Just because you wish someone was not there does not make him go away. It is almost as though Kathleen Wynne and her Ontario Liberals do not know what to do about Opposition Leader Tiny Tim Hudak. It is not that Timmy is an in-your-face type of guy. He is more like a yapping dog outside your window when you are trying to take a nap. He is more of an annoyance.
But Wynne and her friends need to pay some attention to him. First of all, just because he thinks an idea’s time has come does not necessarily mean that it is a bad idea. He probably got the idea about selling the Liquor Control Board of Ontario (LCBO) from a good Liberal. For example, this liberal thinks the time is well past due to turn around the entire stupid way we sell alcohol in this province. It is not only narrow-minded, archaic, inefficient and a bad use of political effort but it shows the political inertia of our province. Timmy is absolutely correct when he says we could make more money from a liberalized and privatized approach.

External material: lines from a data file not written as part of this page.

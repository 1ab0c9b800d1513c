//! Core domain types for tic-tac-toe.

use crate::error::{BoardParseError, InvalidMove};
use crate::rules;
use serde::{Deserialize, Serialize};
use std::str::FromStr;
use tracing::{debug, instrument};

/// Number of cells on the board.
pub const CELLS: usize = 9;

/// A player's mark.
#[derive(
    Debug,
    Clone,
    Copy,
    PartialEq,
    Eq,
    Hash,
    Serialize,
    Deserialize,
    strum::Display,
    clap::ValueEnum,
)]
pub enum Player {
    /// Player X (goes first).
    X,
    /// Player O (goes second).
    O,
}

impl Player {
    /// Returns the opponent player.
    pub fn opponent(self) -> Self {
        match self {
            Player::X => Player::O,
            Player::O => Player::X,
        }
    }
}

/// A square on the tic-tac-toe board.
#[derive(Debug, Clone, Copy, PartialEq, Eq, Hash, Default, Serialize, Deserialize)]
pub enum Square {
    /// Empty square.
    #[default]
    Empty,
    /// Square occupied by a player.
    Occupied(Player),
}

impl Square {
    /// Returns the occupying player, if any.
    pub fn player(self) -> Option<Player> {
        match self {
            Square::Empty => None,
            Square::Occupied(player) => Some(player),
        }
    }
}

/// 3x3 tic-tac-toe board.
///
/// Squares are stored in row-major order, so index `row * 3 + col`
/// addresses a cell. The board does not track whose turn it is; turn
/// order belongs to [`Controller`](crate::Controller).
#[derive(Debug, Clone, PartialEq, Eq, Hash, Default, Serialize, Deserialize)]
pub struct Board {
    squares: [Square; CELLS],
}

impl Board {
    /// Creates a new empty board.
    pub fn new() -> Self {
        Self {
            squares: [Square::Empty; CELLS],
        }
    }

    /// Builds a board from its squares.
    pub fn from_squares(squares: [Square; CELLS]) -> Self {
        Self { squares }
    }

    /// Gets the square at the given index (0-8).
    pub fn get(&self, index: usize) -> Option<Square> {
        self.squares.get(index).copied()
    }

    /// Checks if a square is empty. Out-of-range indices are never empty.
    pub fn is_empty(&self, index: usize) -> bool {
        matches!(self.get(index), Some(Square::Empty))
    }

    /// Returns all squares.
    pub fn squares(&self) -> &[Square; CELLS] {
        &self.squares
    }

    /// Indices of empty squares in ascending order.
    pub fn empty_cells(&self) -> impl Iterator<Item = usize> + '_ {
        (0..CELLS).filter(|&index| self.is_empty(index))
    }

    /// Number of squares held by `player`.
    pub fn count(&self, player: Player) -> usize {
        self.squares
            .iter()
            .filter(|&&square| square == Square::Occupied(player))
            .count()
    }

    /// True when no square is empty.
    pub fn is_full(&self) -> bool {
        rules::is_full(self)
    }

    /// Derives the game status from the squares.
    pub fn status(&self) -> GameStatus {
        rules::evaluate(self)
    }

    /// Places `mark` at `index`.
    ///
    /// Fails without touching the board if the index is off the board,
    /// the square is taken, or the game has already been decided.
    #[instrument(skip(self))]
    pub fn place(&mut self, index: usize, mark: Player) -> Result<(), InvalidMove> {
        if index >= CELLS {
            return Err(InvalidMove::OutOfRange { index });
        }
        if self.status().is_over() {
            return Err(InvalidMove::GameOver);
        }
        if !self.is_empty(index) {
            return Err(InvalidMove::Occupied { index });
        }
        self.squares[index] = Square::Occupied(mark);
        debug!(index, %mark, "Mark placed");
        Ok(())
    }

    /// Clears every square.
    #[instrument(skip(self))]
    pub fn reset(&mut self) {
        self.squares = [Square::Empty; CELLS];
    }

    /// Unchecked write used by the search to play and take back moves.
    pub(crate) fn set(&mut self, index: usize, square: Square) {
        self.squares[index] = square;
    }
}

impl std::fmt::Display for Board {
    fn fmt(&self, f: &mut std::fmt::Formatter<'_>) -> std::fmt::Result {
        for row in 0..3 {
            for col in 0..3 {
                let index = row * 3 + col;
                match self.squares[index] {
                    Square::Empty => write!(f, "{}", index + 1)?,
                    Square::Occupied(player) => write!(f, "{player}")?,
                }
                if col < 2 {
                    f.write_str("|")?;
                }
            }
            if row < 2 {
                f.write_str("\n-+-+-\n")?;
            }
        }
        Ok(())
    }
}

/// Parses the compact nine-character notation, e.g. `"XX.OO...."`.
///
/// `X` and `O` (any case) are marks; `.`, `-`, `_` and space are empty.
impl FromStr for Board {
    type Err = BoardParseError;

    fn from_str(s: &str) -> Result<Self, Self::Err> {
        let cells: Vec<char> = s.chars().collect();
        if cells.len() != CELLS {
            return Err(BoardParseError::WrongLength { found: cells.len() });
        }
        let mut board = Board::new();
        for (index, &c) in cells.iter().enumerate() {
            board.squares[index] = match c {
                'x' | 'X' => Square::Occupied(Player::X),
                'o' | 'O' => Square::Occupied(Player::O),
                '.' | '-' | '_' | ' ' => Square::Empty,
                found => return Err(BoardParseError::BadCell { index, found }),
            };
        }
        Ok(board)
    }
}

/// Current status of the game, always derived from a [`Board`].
#[derive(Debug, Clone, Copy, PartialEq, Eq, Hash, Serialize, Deserialize)]
pub enum GameStatus {
    /// Game is ongoing.
    InProgress,
    /// Game ended in a win.
    Won(Player),
    /// Game ended in a draw.
    Draw,
}

impl GameStatus {
    /// True for `Won` and `Draw`.
    pub fn is_over(self) -> bool {
        !matches!(self, GameStatus::InProgress)
    }
}

/// Who plays against whom.
///
/// The string forms `twoPlayer` and `ai` are the mode selector values;
/// `two-player` and `vs-computer` are accepted too and are what the
/// command line and config file use.
#[derive(
    Debug,
    Clone,
    Copy,
    PartialEq,
    Eq,
    Hash,
    Default,
    Serialize,
    Deserialize,
    strum::Display,
    strum::EnumString,
    clap::ValueEnum,
)]
#[serde(rename_all = "kebab-case")]
pub enum Mode {
    /// Two humans share the board.
    #[default]
    #[strum(to_string = "twoPlayer", serialize = "two-player")]
    TwoPlayer,
    /// A human plays the minimax engine.
    #[strum(to_string = "ai", serialize = "vs-computer")]
    VsComputer,
}

impl Mode {
    /// Returns the display label for this mode.
    pub fn label(self) -> &'static str {
        match self {
            Mode::TwoPlayer => "Two players",
            Mode::VsComputer => "Versus computer",
        }
    }

    /// Switches to the other mode.
    pub fn toggle(self) -> Self {
        match self {
            Mode::TwoPlayer => Mode::VsComputer,
            Mode::VsComputer => Mode::TwoPlayer,
        }
    }
}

All that Premier Wynne and Finance Minister Sousa are proving is that they do not understand the modern world. This is not the 1920s in Ontario when you had to please the Orange Lodge and the Women’s Christian Temperance Union. If they do not get in touch with the realities of the 21st Century, they are going to be gone and forgotten whenever we get this province to the polls.
Are these people so busy obeying the dictates of NDP Leader Andrea Horwath that they cannot give a nod to poor little Timmy? If the NDP in Ontario ever realize the harm that Horwath is doing to them, they will be waving red flags, occupying Queen’s Park and having a Socialist Spring in Ontario. Forgiving the waste of hundreds of millions on cancelled gas-powered electrical plants for a maybe reduction in car insurance rates is the saddest tale in Ontario in many years.
Neither Wynne nor Sousa seem to have a clue what Timmy is going on about. All he is saying is that convenient, neighbourhood access to alcoholic beverages means more revenue for the government. You do not have to be an economist to understand that. People would buy smaller packages if they were convenient. Smaller packages offer more tax percentage than larger packages, more people are employed, less binge drinking, easier policing and less medical concerns with alcohol.
In this argument, Timmy is on the side of the angels.